Eph.1:3 is a sort of doxology, with the object: God. The apostle expresses praise to God. And he does that because God has blessed us with every spiritual blessing in the heavens in Christ. If we look carefully at this long sentence (vs. 3-14), we will notice the interconnecting doctrine of the Triune God.  The work of God the Father is described in verses 3-6. The work of the Lord Jesus Christ is listed in verses 7-10. The application of this work is by the Holy Spirit, found in verses 11-14. Or we could look at these verses temporally. There is the past blessing of election in verses 4-6. The present blessing of adoption is found in verses 5-8. The future blessing  is given in verses 9-14, when God will gather together in one all things in Christ in which we have an inheritance.

When we read these verses,  do we break forth in praise? Our worship services begin and end with a doxology. So should our prayers, at the beginning of the day and at the end of the day. God is worthy of praise now and always for who He is and what He does. He is not only the Triune God, but He is also the “Father of our Lord Jesus Christ.” This means that through our Lord Jesus Christ He blesses us with every spiritual blessing. Our Lord Jesus Christ is personally the Son of God. He is also the Son in His human nature, as He appeared in the world. As the Christ, He came in your and my flesh. The name “Jesus” means that “Jehovah saves.” Jesus took all our sins upon Himself, and with those sins walked the way of the cross. He merited for you and me righteousness and eternal life. As the “Christ”, He was appointed and sent by God. He revealed to us the Father. He took upon Himself our sins and removed them. He rules in us by His Spirit and Word. That is why He is called “our Lord”. This is why the “God and Father of our Lord Jesus Christ” is the object of the apostle’s praise, and ours!

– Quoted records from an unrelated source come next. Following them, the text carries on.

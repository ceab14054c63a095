//! # The Texpand standard library
//!
//! This crate contains implementations of TeX primitives built on the Texpand core:
//! macro definition and aliasing, the `\global`, `\long` and `\outer` prefixes,
//! category codes, expansion control, file input, namespaces and macro tracing.
//!
//! Each primitive lives in a module together with the component that holds its state.
//! The [StdLibState] type includes every component and can run every primitive.

extern crate texpand;
extern crate texpand_stdext;

use std::collections::HashMap;

use texpand::command;
use texpand::implement_has_component;
use texpand::prelude as txl;
use texpand::token;
use texpand::traits::*;
use texpand::vm;
use texpand_stdext::collections::groupingmap;

pub mod alias;
pub mod catcode;
pub mod def;
pub mod expansion;
pub mod input;
pub mod namespace;
pub mod prefix;
pub mod script;
pub mod tracingmacros;

#[cfg(test)]
mod testing;

/// A state struct that is compatible with every primitive in the Texpand standard library.
#[derive(Default)]
pub struct StdLibState {
    pub catcode: catcode::Component,
    pub namespace: namespace::Component,
    pub prefix: prefix::Component,
    pub script: script::Component,
    pub tracing_macros: tracingmacros::Component,
}

impl TexpandState for StdLibState {
    #[inline]
    fn cat_code(&self, c: char) -> token::CatCode {
        catcode::cat_code(self, c)
    }

    #[inline]
    fn namespace(&self) -> token::Namespace {
        namespace::namespace(self)
    }

    #[inline]
    fn tracing_macros(&self) -> i32 {
        tracingmacros::tracing_macros(self)
    }

    #[inline]
    fn expansion_override_hook(
        token: token::Token,
        input: &mut vm::ExpansionInput<Self>,
        tag: Option<command::Tag>,
    ) -> txl::Result<Option<token::Token>> {
        expansion::noexpand_hook(token, input, tag)
    }

    fn begin_group_hook(state: &mut Self) {
        catcode::begin_group_hook(state);
        namespace::begin_group_hook(state);
        tracingmacros::begin_group_hook(state);
    }

    fn end_group_hook(state: &mut Self) {
        catcode::end_group_hook(state);
        namespace::end_group_hook(state);
        tracingmacros::end_group_hook(state);
    }

    #[inline]
    fn variable_assignment_scope_hook(state: &mut Self) -> groupingmap::Scope {
        prefix::variable_assignment_scope_hook(state)
    }
}

impl StdLibState {
    pub fn all_initial_built_ins() -> HashMap<&'static str, command::BuiltIn<StdLibState>> {
        HashMap::from([
            ("catcode", catcode::get_catcode()),
            //
            ("def", def::get_def()),
            //
            ("endinput", input::get_endinput()),
            ("everyeof", input::get_everyeof()),
            ("expandafter", expansion::get_expandafter_optimized()),
            //
            ("gdef", def::get_gdef()),
            ("global", prefix::get_global()),
            //
            ("input", input::get_input()),
            //
            ("let", alias::get_let()),
            ("long", prefix::get_long()),
            //
            ("namespace", namespace::get_namespace()),
            ("newline", script::get_newline()),
            ("noexpand", expansion::get_noexpand()),
            //
            ("outer", prefix::get_outer()),
            //
            ("par", script::get_par()),
            //
            ("relax", expansion::get_relax()),
            //
            ("tracingmacros", tracingmacros::get_tracingmacros()),
        ])
    }

    /// Create a new VM that uses the standard library's state and all of its commands.
    pub fn new_vm() -> Box<vm::VM<StdLibState>> {
        vm::VM::<StdLibState>::new(StdLibState::all_initial_built_ins())
    }
}

implement_has_component![
    StdLibState,
    (catcode::Component, catcode),
    (namespace::Component, namespace),
    (prefix::Component, prefix),
    (script::Component, script),
    (tracingmacros::Component, tracing_macros),
];

/// A TeX snippet that exercises some error case in the standard library.
pub struct ErrorCase {
    pub description: &'static str,
    pub source_code: &'static str,
}

impl ErrorCase {
    /// Returns a vector of TeX snippets that exercise the error paths of Texpand.
    pub fn all_error_cases() -> Vec<ErrorCase> {
        let mut cases = vec![];
        for (description, source_code) in [
            ("file does not exist", r"\input doesNotExist"),
            ("end of input after \\global", r"\global"),
            ("\\relax between \\global and a character", r"\global \relax a"),
            ("can't be prefixed by \\global (character)", r"\global a"),
            ("can't be prefixed by \\long", r"\long \let \a = \def"),
            ("can't be prefixed by \\outer", r"\outer \let \a = \def"),
            ("undefined control sequence", r"\elephant"),
            ("empty control sequence", r"\"),
            ("invalid end of group", r"}"),
            ("end of input in a macro pattern", r"\def\A#1"),
            ("end of input in a macro body", r"\def\A{abc"),
            ("non-consecutive parameters", r"\def\A#1#3{}"),
            ("illegal parameter reference", r"\def\A#1{#2}"),
            ("end group in a macro pattern", r"\def\A}{}"),
            ("macro use does not match", r"\def\A.{}\A,"),
            ("runaway argument", r"\def\A#1{}\A\par"),
            ("extra right brace", r"\def\A#1.{}\A a}."),
            ("end of input reading an argument", r"\def\A#1{}\A"),
            ("outer macro in a pattern", r"\outer\def\B{}\def\A\B{}"),
            ("outer macro in an argument", r"\outer\def\B{}\def\A#1{}\A\B"),
            ("invalid start of number", r"\catcode X"),
            ("invalid start of number (eof)", r"\catcode"),
            ("invalid character", r"\catcode `\def"),
            ("invalid character (eof)", r"\catcode `"),
            ("invalid octal digit", r"\catcode '9"),
            ("invalid hexadecimal digit", "\\catcode \"Z"),
            ("decimal number too big", r"\catcode 1000000000000000000000"),
            ("category code out of bounds", r"\catcode 0 = 17"),
            ("invalid command target", r"\let a = \relax"),
            ("invalid command target (eof)", r"\let"),
            ("alias of undefined command", r"\let \a = \undefined"),
            ("end of input after \\noexpand", r"\noexpand"),
            ("end of input after \\expandafter", r"\expandafter\relax"),
            ("invalid namespace", r"\namespace{\relax}"),
            ("end of input in \\everyeof", r"\everyeof{"),
            ("invalid \\tracingmacros value", r"\tracingmacros = x"),
        ] {
            cases.push(ErrorCase {
                description,
                source_code,
            })
        }
        cases
    }
}

#[cfg(test)]
mod tests {
    use super::*;

    fn run(source_code: &str) -> txl::Result<String> {
        let mut vm = StdLibState::new_vm();
        vm.push_source("main.tex", source_code);
        let output = script::run(&mut vm, true)?;
        Ok(token::write_tokens(&output, vm.cs_name_interner()))
    }

    #[test]
    fn all_error_cases() {
        for case in ErrorCase::all_error_cases() {
            println!("CASE {}", case.description);
            if let Ok(output) = run(case.source_code) {
                panic!(
                    "case '{}' ran successfully with output '{}'",
                    case.description, output
                );
            }
        }
    }

    #[test]
    fn every_primitive_together() {
        let source = r"\tracingmacros=0 \def\greet#1{Hello, #1!}%
\let\salute\greet
\global\long\def\twice#1{#1#1}%
\namespace{local}\def\greet#1{Hi #1}\namespace{}%
\expandafter\twice\expandafter{\salute{World}}\relax
\par
\noexpand\par done";
        assert_eq!(
            run(source).unwrap(),
            "Hello, World!Hello, World!\n\ndone"
        );
    }

    #[test]
    fn all_built_ins_have_docs() {
        for (name, built_in) in StdLibState::all_initial_built_ins() {
            assert!(built_in.doc().is_some(), "\\{name} has no documentation");
        }
    }
}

But let us speak a moment of the “all spiritual blessings in heavenly places.” In the Greek it is literally, “he hath blessed us with every spiritual blessing.” The term is singular, referring to the separate spiritual blessings which we have in Christ. What are those blessings? They are the separate spiritual blessings such as forgiveness of sin, righteousness, new life, our adoption as children of God, justification, sanctification, and eternal life. These blessing are numerous. Do you each day think about them and praise God for them? There is a chorus of a hymn that goes: “Count your many blessings, name one by one; Count your blessings, see what God hath done…”

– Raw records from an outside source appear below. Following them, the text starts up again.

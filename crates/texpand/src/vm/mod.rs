//! The Texpand virtual machine (VM).
//!
//! This module contains the definition of the runtime VM,
//!     the mouth (the stack of token streams the VM reads from),
//!     various input types that wrap the VM
//!     and the main loop that is used to run Texpand.

use crate::command;
use crate::command::BuiltIn;
use crate::command::Command;
use crate::error;
use crate::prelude as txl;
use crate::token;
use crate::token::lexer::Classifier;
use crate::token::trace;
use crate::token::CsNameInterner;
use crate::token::Token;
use crate::token::TokenFactory;
use crate::token::Value;
use std::cell::RefCell;
use std::collections::HashMap;
use std::path::PathBuf;
use std::rc::Rc;
use texpand_stdext::collections::groupingmap;

mod mouth;
mod source;
mod streams;
pub use mouth::Observers;
pub use streams::*;

/// Implementations of this trait determine how the VM handles non-execution-command tokens.
///
/// The main loop of the VM reads the next expanded token and performs
///     some action based on the token.
/// Some cases are handled automatically based on the semantics of the TeX language:
///
/// | token type | example | action |
/// | -- | -- | -- |
/// | execution command | `\def` | run the command |
/// | token alias | `\a` after `\let\a=a` | handle the aliased character token |
/// | begin group character | `{` | begin a group
/// | end group character | `}` | end the current group
///
/// The remaining cases are specified by implementing the associated handler:
///
/// | token type | example | handler | default |
/// | --- | --- | --- | --- |
/// | character token | `b` | [character_handler](Handlers::character_handler) | do nothing
/// | undefined command | `\b` where `\b` was never defined | [undefined_command_handler](Handlers::undefined_command_handler) | return an undefined control sequence error
/// | unexpanded expansion command | `\x` in `\noexpand\x` | [unexpanded_expansion_command](Handlers::unexpanded_expansion_command) | do nothing
pub trait Handlers<S: TexpandState> {
    /// Handler to invoke for character tokens.
    ///
    /// This handler is _not_ invoked for begin group and end group tokens.
    fn character_handler(token: Token, input: &mut ExecutionInput<S>) -> txl::Result<()> {
        _ = (token, input);
        Ok(())
    }

    /// Handler to invoke for a control sequence or active character for which no command is defined.
    fn undefined_command_handler(token: Token, input: &mut ExecutionInput<S>) -> txl::Result<()> {
        Err(error::UndefinedCommandError::new(input.vm(), token).into())
    }

    /// Handler to invoke for expansion commands that were not expanded.
    fn unexpanded_expansion_command(
        token: Token,
        input: &mut ExecutionInput<S>,
    ) -> txl::Result<()> {
        _ = (token, input);
        Ok(())
    }
}

pub struct DefaultHandlers;

impl<S: TexpandState> Handlers<S> for DefaultHandlers {}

When they are called “spiritual blessings, they are contrasted with natural or earthly gifts or blessings that God gives. These are spiritual blessings because they are given to us by the of Spirit of our Lord Jesus Christ. The apostle adds, “in the heavens.”  They are heavenly blessings because Christ is in heaven. Christ is exalted, no longer on earth. From heaven, Jesus  our Savior is pouring out on God’s children the benefits of His cross and resurrection. Because we are engrafted into Christ, what is His is ours. His glory is ours. We are “in him” by faith. We are members of His body. These blessings are ours only in Jesus Christ! Each day may we think on this blessing and “praise God from whom all blessings flow!”

In our earthly pilgrimage, we encounter many trials and troubles. Maybe it is a life-long illness, the death of a loved one, the loneliness inflicted upon us by Covid-19, a rebellious son of daughter, or a spouse who has forsaken us. In our tears, we look up to praise God for who He is and what He is doing for us. He hath “blessed us with every spiritual blessing in heaven in Christ!”

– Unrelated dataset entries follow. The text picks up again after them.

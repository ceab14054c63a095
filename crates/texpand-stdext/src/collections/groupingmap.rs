//! Associative containers whose mutations are undone when a group ends.
//!
//! TeX scopes almost every assignment to the current group: category codes,
//! command definitions, registers.
//! [GroupingContainer] adds exactly this behaviour to any container implementing [BackingContainer].
//! A group is opened with [begin_group](GroupingContainer::begin_group) and closed with
//! [end_group](GroupingContainer::end_group); every local insertion made in between is reverted
//! when the group closes.
//!
//! Two concrete containers are provided: [GroupingHashMap] and [GroupingVec].
//!
//! ```
//! # use texpand_stdext::collections::groupingmap::GroupingHashMap;
//! # use texpand_stdext::collections::groupingmap::Scope;
//! let mut cat_codes = GroupingHashMap::default();
//! cat_codes.insert('@', "letter", Scope::Local);
//! cat_codes.begin_group();
//! cat_codes.insert('@', "other", Scope::Local);
//! cat_codes.insert('#', "parameter", Scope::Local);
//! assert_eq!(cat_codes.get(&'@'), Some(&"other"));
//! assert_eq!(cat_codes.end_group(), Ok(()));
//! assert_eq!(cat_codes.get(&'@'), Some(&"letter"));
//! assert_eq!(cat_codes.get(&'#'), None);
//! ```
//!
//! A global insertion survives the end of every open group:
//! ```
//! # use texpand_stdext::collections::groupingmap::GroupingHashMap;
//! # use texpand_stdext::collections::groupingmap::Scope;
//! let mut cat_codes = GroupingHashMap::default();
//! cat_codes.begin_group();
//! cat_codes.insert('~', "active", Scope::Global);
//! assert_eq!(cat_codes.end_group(), Ok(()));
//! assert_eq!(cat_codes.get(&'~'), Some(&"active"));
//! ```
use std::collections::hash_map::Entry;
use std::collections::HashMap;
use std::hash::Hash;

/// Containers that can back a [GroupingContainer].
pub trait BackingContainer<K, V>: Default {
    fn insert(&mut self, k: K, v: V);

    fn get(&self, k: &K) -> Option<&V>;

    fn get_mut(&mut self, k: &K) -> Option<&mut V>;

    fn remove(&mut self, k: &K);

    /// Iterator over the (key, value) pairs in the container.
    type Iter<'a>: Iterator<Item = (K, &'a V)>
    where
        V: 'a,
        Self: 'a;

    fn iter(&self) -> Self::Iter<'_>;

    fn len(&self) -> usize;

    fn is_empty(&self) -> bool {
        self.len() == 0
    }
}

impl<K: Eq + Hash + Clone, V> BackingContainer<K, V> for HashMap<K, V> {
    #[inline]
    fn insert(&mut self, k: K, v: V) {
        HashMap::insert(self, k, v);
    }
    #[inline]
    fn get(&self, k: &K) -> Option<&V> {
        HashMap::get(self, k)
    }
    #[inline]
    fn get_mut(&mut self, k: &K) -> Option<&mut V> {
        HashMap::get_mut(self, k)
    }
    #[inline]
    fn remove(&mut self, k: &K) {
        HashMap::remove(self, k);
    }
    type Iter<'a> = std::iter::Map<
        std::collections::hash_map::Iter<'a, K, V>,
        fn((&'a K, &'a V)) -> (K, &'a V),
    > where K: 'a, V: 'a;
    fn iter(&self) -> Self::Iter<'_> {
        HashMap::iter(self).map(clone_key)
    }
    fn len(&self) -> usize {
        HashMap::len(self)
    }
}

fn clone_key<'a, K: Clone, V>((k, v): (&'a K, &'a V)) -> (K, &'a V) {
    (k.clone(), v)
}

impl<V> BackingContainer<usize, V> for Vec<Option<V>> {
    #[inline]
    fn insert(&mut self, k: usize, v: V) {
        if k >= self.len() {
            self.resize_with(k + 1, Default::default);
        }
        self[k] = Some(v);
    }

    #[inline]
    fn get(&self, k: &usize) -> Option<&V> {
        <[Option<V>]>::get(self, *k).and_then(Option::as_ref)
    }

    #[inline]
    fn get_mut(&mut self, k: &usize) -> Option<&mut V> {
        <[Option<V>]>::get_mut(self, *k).and_then(Option::as_mut)
    }

    #[inline]
    fn remove(&mut self, k: &usize) {
        if let Some(slot) = <[Option<V>]>::get_mut(self, *k) {
            *slot = None;
        }
    }

    type Iter<'a> = std::iter::FilterMap<
        std::iter::Enumerate<std::slice::Iter<'a, Option<V>>>,
        fn((usize, &'a Option<V>)) -> Option<(usize, &'a V)>,
    > where V: 'a;
    fn iter(&self) -> Self::Iter<'_> {
        <[Option<V>]>::iter(self)
            .enumerate()
            .filter_map(|(i, slot)| slot.as_ref().map(|v| (i, v)))
    }

    fn len(&self) -> usize {
        <[Option<V>]>::iter(self).filter(|slot| slot.is_some()).count()
    }
}

/// Wrapper that gives a [BackingContainer] TeX group semantics.
#[derive(Debug)]
#[cfg_attr(feature = "serde", derive(serde::Serialize, serde::Deserialize))]
pub struct GroupingContainer<K, V, T> {
    backing_container: T,

    // One entry per open group. The outermost (global) group never needs undoing so it
    // has no entry.
    #[cfg_attr(
        feature = "serde",
        serde(bound(
            deserialize = "K: Eq + Hash + serde::Deserialize<'de>, V: serde::Deserialize<'de>"
        ))
    )]
    groups: Vec<HashMap<K, Undo<V>>>,
}

/// Grouping container backed by a [HashMap].
pub type GroupingHashMap<K, V> = GroupingContainer<K, V, HashMap<K, V>>;

/// Grouping container backed by a vector indexed by [usize] keys.
///
/// The vector grows as needed to hold the largest key inserted.
pub type GroupingVec<V> = GroupingContainer<usize, V, Vec<Option<V>>>;

/// The scope of an insertion.
#[derive(Clone, Copy, Debug, PartialEq, Eq)]
#[cfg_attr(feature = "serde", derive(serde::Serialize, serde::Deserialize))]
pub enum Scope {
    /// Reverted when the current group ends.
    Local,
    /// Survives the end of all currently open groups.
    Global,
}

#[derive(Debug, PartialEq, Eq)]
#[cfg_attr(feature = "serde", derive(serde::Serialize, serde::Deserialize))]
enum Undo<V> {
    Restore(V),
    Remove,
}

/// Returned by [GroupingContainer::end_group] when no group is open.
#[derive(Debug, PartialEq, Eq)]
pub struct NoGroupToEndError;

impl std::fmt::Display for NoGroupToEndError {
    fn fmt(&self, f: &mut std::fmt::Formatter<'_>) -> std::fmt::Result {
        write!(f, "there is no group to end")
    }
}

impl std::error::Error for NoGroupToEndError {}

impl<K: Eq + Hash + Clone, V, T: BackingContainer<K, V>> GroupingContainer<K, V, T> {
    /// Inserts the value at the key in the provided scope.
    ///
    /// Returns whether a value already existed at the key.
    pub fn insert(&mut self, key: K, mut val: V, scope: Scope) -> bool {
        let group = match scope {
            Scope::Local => self.groups.last_mut(),
            Scope::Global => {
                for group in &mut self.groups {
                    group.remove(&key);
                }
                None
            }
        };
        match (self.backing_container.get_mut(&key), group) {
            (None, None) => {
                self.backing_container.insert(key, val);
                false
            }
            (None, Some(group)) => {
                group.insert(key.clone(), Undo::Remove);
                self.backing_container.insert(key, val);
                false
            }
            (Some(existing), None) => {
                *existing = val;
                true
            }
            (Some(existing), Some(group)) => {
                std::mem::swap(&mut val, existing);
                // Only the first write in a group records the value to restore.
                if let Entry::Vacant(entry) = group.entry(key) {
                    entry.insert(Undo::Restore(val));
                }
                true
            }
        }
    }

    #[inline]
    pub fn get(&self, key: &K) -> Option<&V> {
        self.backing_container.get(key)
    }

    pub fn begin_group(&mut self) {
        self.groups.push(HashMap::new());
    }

    /// Ends the current group, undoing its local insertions.
    pub fn end_group(&mut self) -> Result<(), NoGroupToEndError> {
        let group = self.groups.pop().ok_or(NoGroupToEndError)?;
        for (key, undo) in group {
            match undo {
                Undo::Remove => self.backing_container.remove(&key),
                Undo::Restore(val) => self.backing_container.insert(key, val),
            }
        }
        Ok(())
    }

    /// Inserts each pair in the local scope.
    pub fn extend<I: IntoIterator<Item = (K, V)>>(&mut self, iter: I) {
        for (key, val) in iter {
            self.insert(key, val, Scope::Local);
        }
    }

    /// Iterates over the currently visible (key, value) pairs.
    pub fn iter(&self) -> T::Iter<'_> {
        self.backing_container.iter()
    }

    /// Number of open groups, not counting the global group.
    pub fn depth(&self) -> usize {
        self.groups.len()
    }

    pub fn len(&self) -> usize {
        self.backing_container.len()
    }

    pub fn is_empty(&self) -> bool {
        self.backing_container.is_empty()
    }
}

impl<K, V, T: Default> Default for GroupingContainer<K, V, T> {
    fn default() -> Self {
        Self {
            backing_container: Default::default(),
            groups: Default::default(),
        }
    }
}

impl<K: Eq + Hash, V: PartialEq, T: PartialEq> PartialEq for GroupingContainer<K, V, T> {
    fn eq(&self, other: &Self) -> bool {
        self.backing_container == other.backing_container && self.groups == other.groups
    }
}

impl<K: Eq + Hash, V: Eq, T: Eq> Eq for GroupingContainer<K, V, T> {}

#[cfg(test)]
mod tests {
    use super::*;

    #[test]
    fn insert_and_get() {
        let mut map = GroupingHashMap::default();
        assert!(!map.insert(3, "three", Scope::Local));
        assert!(map.insert(3, "drei", Scope::Local));
        assert_eq!(map.get(&3), Some(&"drei"));
        assert_eq!(map.get(&4), None);
    }

    #[test]
    fn local_insert_reverted() {
        let mut map = GroupingHashMap::default();
        map.insert(1, "a", Scope::Local);
        map.begin_group();
        map.insert(1, "b", Scope::Local);
        map.insert(1, "c", Scope::Local);
        map.insert(2, "d", Scope::Local);
        assert_eq!(map.end_group(), Ok(()));
        assert_eq!(map.get(&1), Some(&"a"));
        assert_eq!(map.get(&2), None);
    }

    #[test]
    fn nested_groups() {
        let mut map = GroupingHashMap::default();
        map.insert(1, 10, Scope::Local);
        map.begin_group();
        map.insert(1, 20, Scope::Local);
        map.begin_group();
        map.insert(1, 30, Scope::Local);
        assert_eq!(map.depth(), 2);
        assert_eq!(map.end_group(), Ok(()));
        assert_eq!(map.get(&1), Some(&20));
        assert_eq!(map.end_group(), Ok(()));
        assert_eq!(map.get(&1), Some(&10));
    }

    #[test]
    fn global_insert_erases_pending_reverts() {
        let mut map = GroupingHashMap::default();
        map.insert(1, 10, Scope::Local);
        map.begin_group();
        map.insert(1, 20, Scope::Local);
        map.begin_group();
        map.insert(1, 30, Scope::Global);
        assert_eq!(map.end_group(), Ok(()));
        assert_eq!(map.end_group(), Ok(()));
        assert_eq!(map.get(&1), Some(&30));
    }

    #[test]
    fn local_after_global_in_same_group() {
        let mut map = GroupingHashMap::default();
        map.begin_group();
        map.insert(1, 10, Scope::Global);
        map.insert(1, 20, Scope::Local);
        assert_eq!(map.end_group(), Ok(()));
        assert_eq!(map.get(&1), Some(&10));
    }

    #[test]
    fn end_group_without_group() {
        let mut map = GroupingHashMap::<u8, u8>::default();
        assert_eq!(map.end_group(), Err(NoGroupToEndError));
    }

    #[test]
    fn vec_backing_container() {
        let mut vec = GroupingVec::default();
        vec.insert(5, 'x', Scope::Local);
        vec.begin_group();
        vec.insert(2, 'y', Scope::Local);
        vec.insert(5, 'z', Scope::Local);
        assert_eq!(vec.len(), 2);
        let mut items: Vec<(usize, char)> = vec.iter().map(|(k, v)| (k, *v)).collect();
        items.sort();
        assert_eq!(items, vec![(2, 'y'), (5, 'z')]);
        assert_eq!(vec.end_group(), Ok(()));
        assert_eq!(vec.get(&2), None);
        assert_eq!(vec.get(&5), Some(&'x'));
        assert_eq!(vec.get(&500), None);
    }

    #[test]
    fn extend() {
        let mut map = GroupingHashMap::default();
        map.extend([("paganini", "black"), ("mint", "ginger")]);
        assert_eq!(map.get(&"paganini"), Some(&"black"));
        assert_eq!(map.len(), 2);
    }

    #[cfg(feature = "serde")]
    #[test]
    fn serde_round_trip() {
        let mut map = GroupingHashMap::default();
        map.insert(1, 10, Scope::Local);
        map.begin_group();
        map.insert(1, 20, Scope::Local);
        let serialized = serde_json::to_string(&map).unwrap();
        let mut deserialized: GroupingHashMap<i32, i32> =
            serde_json::from_str(&serialized).unwrap();
        assert_eq!(deserialized, map);
        assert_eq!(deserialized.end_group(), Ok(()));
        assert_eq!(deserialized.get(&1), Some(&10));
    }
}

When upon life’s billows you are tempest tossed, When you are discouraged, thinking all is lost, Count your many blessings, name them one by one, And it will surprise you what the Lord hath done.

Are you ever burdened with a load of care? Does the cross seem heavy  you are called to bear? Count your many blessings, every doubt will fly, And you will be singing as the days go by.

 When you look at others with their lands and gold, Think that Christ has promised you his wealth untold; Count you many blessings- money cannot buy, Your reward in heaven nor your home on high.

So amid the conflict, whether great of small, Do not be discouraged- God is over all; Count your many blessings- angels will attend, Help and comfort give you  to your journey’s end.